前回、鼻ツンは猫の挨拶行動だということをお話しましたが(記事を読む)、猫のすりすり行動も、挨拶の一環です。仲良しの猫同士の挨拶は、遠くから「やあ!」という感じで尻尾をぴんと立てて近寄ってきて、体を互いにすり寄せ合いながらすれ違い、互いの尻尾を絡ませ合ったりします。これは、「Friendly Hello」という意味合いがあると、私は猫の研究をしていたアメリカ人ボスに教わりました。尻尾の短い猫の場合はしっぽを絡ませ合うことはできないわけですが、きっと気持ちの上では絡ませ合っているつもりでいるのでしょう。人間に対しても同様で、猫が相手の人間に心を許しているとか、好きな人間に対してする挨拶の一環として、すりすりしてきます。

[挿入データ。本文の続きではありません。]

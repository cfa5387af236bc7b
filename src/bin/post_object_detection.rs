// 该文件是 Kuangtu （框图） 项目的一部分。
// src/bin/post_object_detection.rs - 检测后处理命令行
//
// 本文件根据 Apache 许可证第 2.0 版（以下简称“许可证”）授权使用；
// 除非遵守该许可证条款，否则您不得使用本文件。
// 您可通过以下网址获取许可证副本：
// http://www.apache.org/licenses/LICENSE-2.0
// 除非适用法律要求或书面同意，根据本许可协议分发的软件均按“原样”提供，
// 不附带任何形式的明示或暗示的保证或条件。
// 有关许可权限与限制的具体条款，请参阅本许可协议。
//
// Copyright (C) 2026 Johann Li <me@qinka.pro>, Wareless Group

use std::path::PathBuf;

use anyhow::{Context, Result};
use clap::Parser;
use tracing::info;
use url::Url;

use kuangtu::{
  FromUrl,
  config::PostProcessConfig,
  input::TensorFileInput,
  label::ClassNames,
  model::PostProcessor,
};

/// 把模型输出的得分和框张量转换为检测结果 JSON
#[derive(Parser, Debug)]
#[command(author, version, about, long_about = None)]
pub struct Args {
  /// 张量文件，例如 tensor:///data/output.json
  #[arg(long, value_name = "TENSORS")]
  pub tensors: Url,
  /// 类别表 URL（file://），不指定时用类别编号作为名称
  #[arg(long, value_name = "URL", default_value = "")]
  pub classes: String,
  /// 最多保留的检测框数量
  #[arg(long, value_name = "COUNT")]
  pub max_boxes: Option<String>,
  /// NMS IoU 阈值 (0.0 - 1.0)
  #[arg(long, value_name = "THRESHOLD")]
  pub iou: Option<String>,
  /// 最低得分
  #[arg(long, value_name = "THRESHOLD")]
  pub min_score: Option<String>,
  /// 抑制范围: agnostic 或 per-class
  #[arg(long, value_name = "SCOPE")]
  pub scope: Option<String>,
  /// 输出文件，不指定时写到标准输出
  #[arg(long, value_name = "OUTPUT")]
  pub output: Option<PathBuf>,
}

fn main() -> Result<()> {
  tracing_subscriber::fmt().with_writer(std::io::stderr).init();

  let args = Args::parse();

  info!("张量文件: {}", args.tensors);
  let pairs = [
    ("max_boxes", args.max_boxes.as_deref()),
    ("iou", args.iou.as_deref()),
    ("min_score", args.min_score.as_deref()),
    ("scope", args.scope.as_deref()),
  ]
  .into_iter()
  .filter_map(|(k, v)| v.map(|v| (k, v)));
  let config = PostProcessConfig::from_pairs(pairs);
  let classes = ClassNames::load_or_index(&args.classes);

  let tensors = TensorFileInput::from_url(&args.tensors)?.into_tensors();
  let processor = PostProcessor::new(config, classes);

  let now = std::time::Instant::now();
  let objects = processor.process(&tensors)?;
  info!("后处理完成，耗时: {:.2?}, 检测到 {} 个物体", now.elapsed(), objects.len());

  let json = serde_json::to_string_pretty(&objects)?;
  match &args.output {
    Some(path) => {
      std::fs::write(path, json).with_context(|| format!("无法写入检测结果: {}", path.display()))?;
      info!("检测结果已保存: {}", path.display());
    }
    None => println!("{}", json),
  }

  Ok(())
}
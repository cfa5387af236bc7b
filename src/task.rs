// 该文件是 Kuangtu （框图） 项目的一部分。
// src/task.rs - 消息循环任务
//
// 本文件根据 Apache 许可证第 2.0 版（以下简称“许可证”）授权使用；
// 除非遵守该许可证条款，否则您不得使用本文件。
// 您可通过以下网址获取许可证副本：
// http://www.apache.org/licenses/LICENSE-2.0
// 除非适用法律要求或书面同意，根据本许可协议分发的软件均按“原样”提供，
// 不附带任何形式的明示或暗示的保证或条件。
// 有关许可权限与限制的具体条款，请参阅本许可协议。
//
// Copyright (C) 2026 Johann Li <me@qinka.pro>, Wareless Group

use std::fmt::Display;
use std::io::{BufRead, Write};

use serde_json::Value;
use tracing::{debug, info, warn};

use crate::node::Node;

/// 消息循环的统计
#[derive(Debug, Default, Clone, Copy, PartialEq, Eq)]
pub struct FlowSummary {
  pub handled: usize,
  pub failed: usize,
}

/// 逐行读取 JSON 消息交给节点处理，每个成功的请求写出一行回复
///
/// 单个请求失败只记录警告，不写回复，也不影响后续请求。输入结束后调用节点的 `shutdown`。
#[derive(Default, Debug)]
pub struct FlowTask {
  message_limit: Option<usize>,
}

impl FlowTask {
  pub fn with_message_limit(mut self, message_limit: Option<usize>) -> Self {
    self.message_limit = message_limit;
    self
  }

  pub fn run<R, W, N>(&self, input: R, node: &mut N, mut output: W) -> std::io::Result<FlowSummary>
  where
    R: BufRead,
    W: Write,
    N: Node,
    N::Error: Display,
  {
    info!("开始消息循环...");
    let mut summary = FlowSummary::default();

    for (line_no, line) in input.lines().enumerate() {
      let line = line?;
      if line.trim().is_empty() {
        continue;
      }
      if self.message_limit.is_some_and(|n| summary.handled + summary.failed >= n) {
        info!("达到指定消息数量, 退出消息循环");
        break;
      }

      let message: Value = match serde_json::from_str(&line) {
        Ok(message) => message,
        Err(e) => {
          warn!("第 {} 行不是合法的 JSON 消息: {}", line_no + 1, e);
          summary.failed += 1;
          continue;
        }
      };

      let now = std::time::Instant::now();
      match node.handle_request(&message) {
        Ok(reply) => {
          serde_json::to_writer(&mut output, &reply)?;
          output.write_all(b"\n")?;
          output.flush()?;
          summary.handled += 1;
          debug!("第 {} 行处理完成，耗时: {:.2?}", line_no + 1, now.elapsed());
        }
        Err(e) => {
          warn!("第 {} 行处理失败: {}", line_no + 1, e);
          summary.failed += 1;
        }
      }
    }

    node.shutdown();
    info!(
      "消息循环结束: 成功 {} 条, 失败 {} 条",
      summary.handled, summary.failed
    );
    Ok(summary)
  }
}
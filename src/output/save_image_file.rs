// 该文件是 Kuangtu （框图） 项目的一部分。
// src/output/save_image_file.rs - 保存图像文件
//
// 本文件根据 Apache 许可证第 2.0 版（以下简称“许可证”）授权使用；
// 除非遵守该许可证条款，否则您不得使用本文件。
// 您可通过以下网址获取许可证副本：
// http://www.apache.org/licenses/LICENSE-2.0
// 除非适用法律要求或书面同意，根据本许可协议分发的软件均按“原样”提供，
// 不附带任何形式的明示或暗示的保证或条件。
// 有关许可权限与限制的具体条款，请参阅本许可协议。
//
// Copyright (C) 2026 Johann Li <me@qinka.pro>, Wareless Group

use std::path::{Path, PathBuf};

use image::ImageFormat;
use thiserror::Error;
use tracing::info;
use url::Url;

use crate::{FromUrl, FromUrlWithScheme};

#[derive(Error, Debug)]
pub enum SaveImageFileError {
  #[error("I/O 错误: {0}")]
  IoError(#[from] std::io::Error),
  #[error("URI 方案不匹配: {0}")]
  SchemeMismatch(String),
}

/// 把编码后的图像写到文件
pub struct SaveImageFileOutput {
  path: PathBuf,
}

impl FromUrlWithScheme for SaveImageFileOutput {
  const SCHEME: &'static str = "image";
}

impl FromUrl for SaveImageFileOutput {
  type Error = SaveImageFileError;

  fn from_url(uri: &Url) -> Result<Self, Self::Error> {
    if uri.scheme() != Self::SCHEME {
      return Err(SaveImageFileError::SchemeMismatch(format!(
        "期望保存方式 '{}', 实际保存方式 '{}'",
        Self::SCHEME,
        uri.scheme()
      )));
    }

    Ok(SaveImageFileOutput {
      path: PathBuf::from(uri.path()),
    })
  }
}

impl SaveImageFileOutput {
  pub fn new(path: impl Into<PathBuf>) -> Self {
    Self { path: path.into() }
  }

  pub fn path(&self) -> &Path {
    &self.path
  }

  /// 按文件扩展名推断输出格式，无法推断时使用 PNG
  pub fn format(&self) -> ImageFormat {
    ImageFormat::from_path(&self.path).unwrap_or(ImageFormat::Png)
  }

  pub fn save(&self, bytes: &[u8]) -> Result<(), SaveImageFileError> {
    if let Some(parent) = self.path.parent()
      && !parent.as_os_str().is_empty()
    {
      std::fs::create_dir_all(parent)?;
    }

    std::fs::write(&self.path, bytes)?;
    info!("保存图像到文件: {}", self.path.display());

    Ok(())
  }
}
// Based on https://github.com/Rahix/avr-hal/blob/main/examples/arduino-uno/src/bin/uno-panic.rs
// License MIT

#[panic_handler]
fn panic(info: &core::panic::PanicInfo) -> ! {
    // disable interrupts - no longer necessary after panic
    avr_device::interrupt::disable();

    // re-get the peripherals so we can access serial
    // SAFETY: we're never returning so stealing the peripherals is ok
    let dp = unsafe { arduino_hal::Peripherals::steal() };
    let pins = arduino_hal::pins!(dp);

    // Turn the digits off before the USART takes over D0/D1, which are
    // segment lines.
    let mut digits = [
        pins.a0.into_output().downgrade(),
        pins.a1.into_output().downgrade(),
        pins.a2.into_output().downgrade(),
        pins.a3.into_output().downgrade(),
    ];
    for digit in &mut digits {
        digit.set_low();
    }

    let mut serial = arduino_hal::default_serial!(dp, pins, 57600);

    ufmt::uwriteln!(&mut serial, "countdown panic\r").ok();

    if let Some(loc) = info.location() {
        ufmt::uwriteln!(
            &mut serial,
            " at {}:{}:{}\r",
            loc.file(),
            loc.line(),
            loc.column(),
        )
        .ok();
    }
    loop {}
}
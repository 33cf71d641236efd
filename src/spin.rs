// This library is free software: you can redistribute it and/or modify
// it under the terms of the GNU General Public License as published by
// the Free Software Foundation, either version 3 of the License, or
// (at your option) any later version.
//
// This library is distributed in the hope that it will be useful,
// but WITHOUT ANY WARRANTY; without even the implied warranty of
// MERCHANTABILITY or FITNESS FOR A PARTICULAR PURPOSE.  See the
// GNU General Public License for more details.
//
// You should have received a copy of the GNU General Public License
// along with this library.  If not, see <http://www.gnu.org/licenses/>.

//! Cycle-level busy-wait for the scan timing.

use embedded_hal::delay::DelayNs;

use crate::config::HOLD_UNIT_NS;

/// A [`DelayNs`] that calls `tick` once per hold unit, rounding up.
///
/// On the board `tick` is a single `nop`. With the 16 bit loop counter one
/// pass takes about four CPU cycles, the same granularity as the hold unit.
pub struct Spin<F> {
    tick: F,
}

impl<F: FnMut()> Spin<F> {
    pub const fn new(tick: F) -> Self {
        Self { tick }
    }
}

impl<F: FnMut()> DelayNs for Spin<F> {
    fn delay_ns(&mut self, ns: u32) {
        let units = u16::try_from(ns.div_ceil(HOLD_UNIT_NS)).unwrap_or(u16::MAX);
        for _ in 0..units {
            (self.tick)();
        }
    }
}
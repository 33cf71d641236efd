// This library is free software: you can redistribute it and/or modify
// it under the terms of the GNU General Public License as published by
// the Free Software Foundation, either version 3 of the License, or
// (at your option) any later version.
//
// This library is distributed in the hope that it will be useful,
// but WITHOUT ANY WARRANTY; without even the implied warranty of
// MERCHANTABILITY or FITNESS FOR A PARTICULAR PURPOSE.  See the
// GNU General Public License for more details.
//
// You should have received a copy of the GNU General Public License
// along with this library.  If not, see <http://www.gnu.org/licenses/>.

//! Fixed timing and brightness parameters.
//!
//! There is no runtime configuration: the countdown length, blink window and
//! dimmer scaling are baked into the firmware.

/// Countdown length in seconds at power-on or reset.
pub const RESET_TIME: i16 = 25 * 60;

/// Seconds the expired display keeps blinking before the device sleeps.
pub const BLINK_WINDOW: i16 = 60;

/// Seconds after start during which the display is forced visible.
pub const RAMP_SECONDS: i16 = 10;

/// How far the startup brightness floor drops per elapsed second.
pub const RAMP_STEP: u16 = 100;

/// Full-scale brightness sample (10-bit ADC).
pub const BRIGHTNESS_MAX: u16 = 1023;

/// Length of one scan cycle in hold units.
pub const CYCLE_UNITS: u16 = 1024;

/// CPU clock of the board.
pub const CPU_HZ: u32 = 16_000_000;

/// One hold unit is four CPU cycles.
pub const HOLD_UNIT_NS: u32 = 4 * 1_000_000_000 / CPU_HZ;

/// Timer/Counter 1 clock divider for the one-second time base.
pub const TIME_BASE_PRESCALER: u32 = 256;

const TIME_BASE_COUNTS: u32 = CPU_HZ / TIME_BASE_PRESCALER;
const _: () = assert!(TIME_BASE_COUNTS <= 1 << 16 && CPU_HZ % TIME_BASE_PRESCALER == 0);

/// Compare value for a one second period. CTC mode clears on the count
/// after the match.
pub const TIME_BASE_COMPARE: u16 = (TIME_BASE_COUNTS - 1) as u16;
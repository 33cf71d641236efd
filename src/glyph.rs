// This library is free software: you can redistribute it and/or modify
// it under the terms of the GNU General Public License as published by
// the Free Software Foundation, either version 3 of the License, or
// (at your option) any later version.
//
// This library is distributed in the hope that it will be useful,
// but WITHOUT ANY WARRANTY; without even the implied warranty of
// MERCHANTABILITY or FITNESS FOR A PARTICULAR PURPOSE.  See the
// GNU General Public License for more details.
//
// You should have received a copy of the GNU General Public License
// along with this library.  If not, see <http://www.gnu.org/licenses/>.

//! Seven-segment glyphs.
//!
//! Bit `i` of a code drives segment line `i`. Bit 0 is the decimal point, the
//! remaining seven bits are the digit segments as wired on the board.

/// Digit value that encodes to a dark position.
pub const BLANK_DIGIT: u8 = 10;

/// All segments off.
pub const BLANK: u8 = 0b0000_0000;

/// Decimal point only, shown for values outside the table.
pub const ERROR: u8 = 0b0000_0001;

const DIGITS: [u8; 10] = [
    0b0111_1110, // 0
    0b0000_1100, // 1
    0b1011_0110, // 2
    0b1001_1110, // 3
    0b1100_1100, // 4
    0b1101_1010, // 5
    0b1111_1010, // 6
    0b0000_1110, // 7
    0b1111_1110, // 8
    0b1101_1110, // 9
];

/// Segment code for a decimal digit, [`BLANK_DIGIT`] or anything else.
#[must_use]
pub fn encode(digit: u8) -> u8 {
    match DIGITS.get(usize::from(digit)) {
        Some(&code) => code,
        None if digit == BLANK_DIGIT => BLANK,
        None => ERROR,
    }
}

こうした体を寄せ付ける行動は、挨拶にプラスされる匂いの交換なのか、まだわかっていない行動ですが、何らかのコミュニケーションツールといったところです。すりすり行動は「匂い」を擦り付けているみたいなので、一般に「マーキング」といわれる「ここは俺様の場所で俺様のものだ」という意味があると考えられていた時代もあります。しかし、今はそうではなく、仲良く「こんにちは!」「元気?」「おかえり!」というような意味のあるコミュニケーションの方法であろうと考えられています。